### Records for the task

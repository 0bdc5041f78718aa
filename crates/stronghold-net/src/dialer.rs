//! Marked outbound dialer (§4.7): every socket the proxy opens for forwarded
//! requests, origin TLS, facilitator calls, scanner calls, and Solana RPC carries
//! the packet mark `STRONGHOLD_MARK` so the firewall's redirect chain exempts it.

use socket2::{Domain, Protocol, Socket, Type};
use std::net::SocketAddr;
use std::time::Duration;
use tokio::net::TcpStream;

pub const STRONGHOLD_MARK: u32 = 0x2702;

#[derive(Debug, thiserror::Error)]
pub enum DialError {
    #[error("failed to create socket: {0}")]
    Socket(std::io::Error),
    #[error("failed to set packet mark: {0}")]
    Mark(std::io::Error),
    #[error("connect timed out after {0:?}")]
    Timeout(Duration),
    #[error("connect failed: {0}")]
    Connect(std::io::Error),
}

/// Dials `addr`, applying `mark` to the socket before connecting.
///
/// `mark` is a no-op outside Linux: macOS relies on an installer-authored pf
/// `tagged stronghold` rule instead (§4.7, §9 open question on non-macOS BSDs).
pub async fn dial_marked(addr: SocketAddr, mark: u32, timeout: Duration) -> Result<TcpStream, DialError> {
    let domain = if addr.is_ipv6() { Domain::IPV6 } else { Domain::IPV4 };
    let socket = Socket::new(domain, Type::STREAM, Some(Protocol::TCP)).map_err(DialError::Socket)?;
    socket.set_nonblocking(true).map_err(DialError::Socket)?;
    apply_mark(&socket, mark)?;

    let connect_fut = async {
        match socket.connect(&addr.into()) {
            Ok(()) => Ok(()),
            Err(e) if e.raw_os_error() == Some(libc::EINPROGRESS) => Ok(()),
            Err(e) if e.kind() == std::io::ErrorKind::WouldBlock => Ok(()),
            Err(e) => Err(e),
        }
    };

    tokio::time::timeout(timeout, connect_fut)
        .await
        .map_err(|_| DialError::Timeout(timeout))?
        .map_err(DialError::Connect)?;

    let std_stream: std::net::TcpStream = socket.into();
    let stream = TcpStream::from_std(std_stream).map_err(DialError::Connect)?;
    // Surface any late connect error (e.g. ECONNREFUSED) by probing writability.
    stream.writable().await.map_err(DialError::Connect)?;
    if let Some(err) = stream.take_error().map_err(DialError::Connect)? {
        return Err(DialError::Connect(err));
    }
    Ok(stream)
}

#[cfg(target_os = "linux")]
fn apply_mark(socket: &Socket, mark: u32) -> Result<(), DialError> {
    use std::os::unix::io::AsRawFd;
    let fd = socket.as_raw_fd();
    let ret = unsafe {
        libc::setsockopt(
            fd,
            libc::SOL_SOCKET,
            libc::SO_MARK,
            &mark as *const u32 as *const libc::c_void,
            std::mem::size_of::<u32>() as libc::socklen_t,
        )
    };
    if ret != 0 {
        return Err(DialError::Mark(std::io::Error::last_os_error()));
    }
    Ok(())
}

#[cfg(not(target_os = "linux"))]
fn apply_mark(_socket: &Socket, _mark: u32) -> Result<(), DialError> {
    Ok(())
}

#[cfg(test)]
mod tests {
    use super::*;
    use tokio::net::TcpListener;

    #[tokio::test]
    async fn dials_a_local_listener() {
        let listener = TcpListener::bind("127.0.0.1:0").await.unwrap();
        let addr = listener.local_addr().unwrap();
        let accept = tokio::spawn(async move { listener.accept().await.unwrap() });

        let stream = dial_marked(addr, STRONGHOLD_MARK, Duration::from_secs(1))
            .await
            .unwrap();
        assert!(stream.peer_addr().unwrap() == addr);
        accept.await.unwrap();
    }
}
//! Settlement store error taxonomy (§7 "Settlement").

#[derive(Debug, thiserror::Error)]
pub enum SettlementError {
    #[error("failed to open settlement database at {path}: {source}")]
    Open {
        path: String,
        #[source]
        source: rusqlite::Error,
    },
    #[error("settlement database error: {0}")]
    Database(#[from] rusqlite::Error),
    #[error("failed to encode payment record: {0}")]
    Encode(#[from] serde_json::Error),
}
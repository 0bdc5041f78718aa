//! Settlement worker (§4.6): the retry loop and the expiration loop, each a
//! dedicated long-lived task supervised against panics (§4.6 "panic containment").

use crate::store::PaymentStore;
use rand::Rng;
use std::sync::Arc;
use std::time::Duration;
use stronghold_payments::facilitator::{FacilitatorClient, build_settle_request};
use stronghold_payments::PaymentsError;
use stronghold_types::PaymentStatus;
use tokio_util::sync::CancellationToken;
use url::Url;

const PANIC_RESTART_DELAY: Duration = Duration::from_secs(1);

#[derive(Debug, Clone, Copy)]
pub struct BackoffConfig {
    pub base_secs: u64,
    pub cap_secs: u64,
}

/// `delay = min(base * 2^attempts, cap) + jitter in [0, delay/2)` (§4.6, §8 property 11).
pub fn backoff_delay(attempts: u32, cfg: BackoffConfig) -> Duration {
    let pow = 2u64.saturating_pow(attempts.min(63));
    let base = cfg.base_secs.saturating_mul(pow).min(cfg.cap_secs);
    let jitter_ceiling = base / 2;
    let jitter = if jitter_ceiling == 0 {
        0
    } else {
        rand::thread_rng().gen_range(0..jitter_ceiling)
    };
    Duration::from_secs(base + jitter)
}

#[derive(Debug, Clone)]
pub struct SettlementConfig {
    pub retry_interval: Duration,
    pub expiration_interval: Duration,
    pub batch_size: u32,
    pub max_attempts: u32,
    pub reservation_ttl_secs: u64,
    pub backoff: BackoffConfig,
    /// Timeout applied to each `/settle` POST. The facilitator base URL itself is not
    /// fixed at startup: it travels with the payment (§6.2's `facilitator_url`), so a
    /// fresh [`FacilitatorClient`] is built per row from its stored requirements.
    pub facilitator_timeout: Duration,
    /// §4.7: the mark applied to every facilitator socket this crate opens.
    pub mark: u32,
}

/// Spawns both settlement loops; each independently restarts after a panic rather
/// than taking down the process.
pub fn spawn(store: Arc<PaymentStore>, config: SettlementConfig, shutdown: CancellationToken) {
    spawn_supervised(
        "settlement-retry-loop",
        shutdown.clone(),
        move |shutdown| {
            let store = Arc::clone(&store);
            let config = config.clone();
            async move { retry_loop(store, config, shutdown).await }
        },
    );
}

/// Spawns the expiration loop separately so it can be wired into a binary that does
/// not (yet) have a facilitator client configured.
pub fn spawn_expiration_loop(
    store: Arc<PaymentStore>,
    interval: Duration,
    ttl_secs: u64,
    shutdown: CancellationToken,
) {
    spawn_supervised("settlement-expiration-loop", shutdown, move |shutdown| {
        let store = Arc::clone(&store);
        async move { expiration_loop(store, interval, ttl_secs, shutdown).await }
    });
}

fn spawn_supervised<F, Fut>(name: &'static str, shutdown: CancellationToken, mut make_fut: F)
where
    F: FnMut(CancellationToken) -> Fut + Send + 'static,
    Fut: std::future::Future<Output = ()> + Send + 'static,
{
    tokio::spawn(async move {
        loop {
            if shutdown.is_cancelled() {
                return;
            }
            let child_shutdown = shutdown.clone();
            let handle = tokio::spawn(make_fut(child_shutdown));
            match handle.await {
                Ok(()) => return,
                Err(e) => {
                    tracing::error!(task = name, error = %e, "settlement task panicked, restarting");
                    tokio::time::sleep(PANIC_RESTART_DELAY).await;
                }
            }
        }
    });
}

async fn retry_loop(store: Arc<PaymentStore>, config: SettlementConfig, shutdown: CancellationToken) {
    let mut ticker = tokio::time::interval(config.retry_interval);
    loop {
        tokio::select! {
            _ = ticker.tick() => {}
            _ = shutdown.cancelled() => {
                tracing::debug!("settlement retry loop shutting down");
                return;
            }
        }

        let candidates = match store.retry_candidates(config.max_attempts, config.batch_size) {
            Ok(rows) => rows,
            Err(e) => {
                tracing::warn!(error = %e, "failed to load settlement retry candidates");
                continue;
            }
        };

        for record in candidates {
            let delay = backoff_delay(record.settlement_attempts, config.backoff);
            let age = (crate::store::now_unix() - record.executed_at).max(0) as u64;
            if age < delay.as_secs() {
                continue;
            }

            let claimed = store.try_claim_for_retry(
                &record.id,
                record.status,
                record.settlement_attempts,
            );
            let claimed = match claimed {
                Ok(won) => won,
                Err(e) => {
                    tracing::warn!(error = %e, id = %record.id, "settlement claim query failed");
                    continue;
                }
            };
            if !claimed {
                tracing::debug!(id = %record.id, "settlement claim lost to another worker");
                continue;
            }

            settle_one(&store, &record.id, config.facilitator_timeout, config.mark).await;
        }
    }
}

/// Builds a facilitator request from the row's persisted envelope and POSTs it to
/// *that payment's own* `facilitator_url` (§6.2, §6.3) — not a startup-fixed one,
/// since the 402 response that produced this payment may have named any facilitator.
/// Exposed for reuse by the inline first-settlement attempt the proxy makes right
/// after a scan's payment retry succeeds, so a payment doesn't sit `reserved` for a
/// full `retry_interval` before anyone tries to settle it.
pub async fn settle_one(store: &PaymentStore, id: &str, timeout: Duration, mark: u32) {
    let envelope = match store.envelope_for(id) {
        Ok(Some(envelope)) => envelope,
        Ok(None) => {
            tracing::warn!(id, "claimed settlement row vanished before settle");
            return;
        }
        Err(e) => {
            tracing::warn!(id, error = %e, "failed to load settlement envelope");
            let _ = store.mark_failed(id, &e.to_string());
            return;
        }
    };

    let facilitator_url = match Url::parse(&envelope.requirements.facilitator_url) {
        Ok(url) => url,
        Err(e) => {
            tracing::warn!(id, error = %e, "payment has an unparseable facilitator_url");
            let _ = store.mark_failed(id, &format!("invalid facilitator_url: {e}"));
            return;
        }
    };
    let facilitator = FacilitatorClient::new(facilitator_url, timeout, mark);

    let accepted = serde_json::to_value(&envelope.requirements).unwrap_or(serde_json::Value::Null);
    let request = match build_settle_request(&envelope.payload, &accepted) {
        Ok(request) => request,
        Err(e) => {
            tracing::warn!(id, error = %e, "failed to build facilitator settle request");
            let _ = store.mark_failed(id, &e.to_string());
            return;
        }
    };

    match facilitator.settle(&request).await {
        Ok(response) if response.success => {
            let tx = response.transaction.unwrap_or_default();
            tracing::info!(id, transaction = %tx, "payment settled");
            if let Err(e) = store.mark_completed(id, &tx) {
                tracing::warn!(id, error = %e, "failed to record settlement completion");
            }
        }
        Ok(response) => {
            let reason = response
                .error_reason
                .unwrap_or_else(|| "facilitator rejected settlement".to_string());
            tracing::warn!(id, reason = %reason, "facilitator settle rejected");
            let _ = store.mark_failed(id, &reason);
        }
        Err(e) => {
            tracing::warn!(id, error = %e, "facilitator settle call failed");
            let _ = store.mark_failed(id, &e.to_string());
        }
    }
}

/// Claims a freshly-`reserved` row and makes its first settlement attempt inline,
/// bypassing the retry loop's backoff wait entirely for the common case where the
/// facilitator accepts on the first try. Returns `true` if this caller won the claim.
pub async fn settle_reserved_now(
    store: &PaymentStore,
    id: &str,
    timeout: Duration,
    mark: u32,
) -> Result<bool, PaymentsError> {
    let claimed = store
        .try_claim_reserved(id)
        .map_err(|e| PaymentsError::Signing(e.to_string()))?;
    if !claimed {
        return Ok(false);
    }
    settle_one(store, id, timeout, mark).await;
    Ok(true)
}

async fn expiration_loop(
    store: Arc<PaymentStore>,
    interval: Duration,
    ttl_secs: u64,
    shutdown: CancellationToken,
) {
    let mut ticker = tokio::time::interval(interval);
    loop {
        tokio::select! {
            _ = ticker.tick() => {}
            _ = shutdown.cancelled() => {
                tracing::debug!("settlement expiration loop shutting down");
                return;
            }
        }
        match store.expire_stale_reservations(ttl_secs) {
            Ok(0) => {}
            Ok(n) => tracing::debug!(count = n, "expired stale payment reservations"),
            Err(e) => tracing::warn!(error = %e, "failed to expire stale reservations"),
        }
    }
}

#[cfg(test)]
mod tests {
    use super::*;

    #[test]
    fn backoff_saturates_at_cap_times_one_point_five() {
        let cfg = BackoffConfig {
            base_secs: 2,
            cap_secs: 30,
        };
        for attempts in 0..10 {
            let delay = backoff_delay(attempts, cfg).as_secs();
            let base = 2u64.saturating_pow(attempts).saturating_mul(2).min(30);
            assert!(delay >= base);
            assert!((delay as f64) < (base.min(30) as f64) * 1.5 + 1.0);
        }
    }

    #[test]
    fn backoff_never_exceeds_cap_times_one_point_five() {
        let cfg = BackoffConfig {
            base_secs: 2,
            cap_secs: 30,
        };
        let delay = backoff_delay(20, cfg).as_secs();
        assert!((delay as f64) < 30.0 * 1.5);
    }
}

######

**Exercise goal**. Count, in the data above, the lines that hold "match". Return only that count.

**Written answer**. 9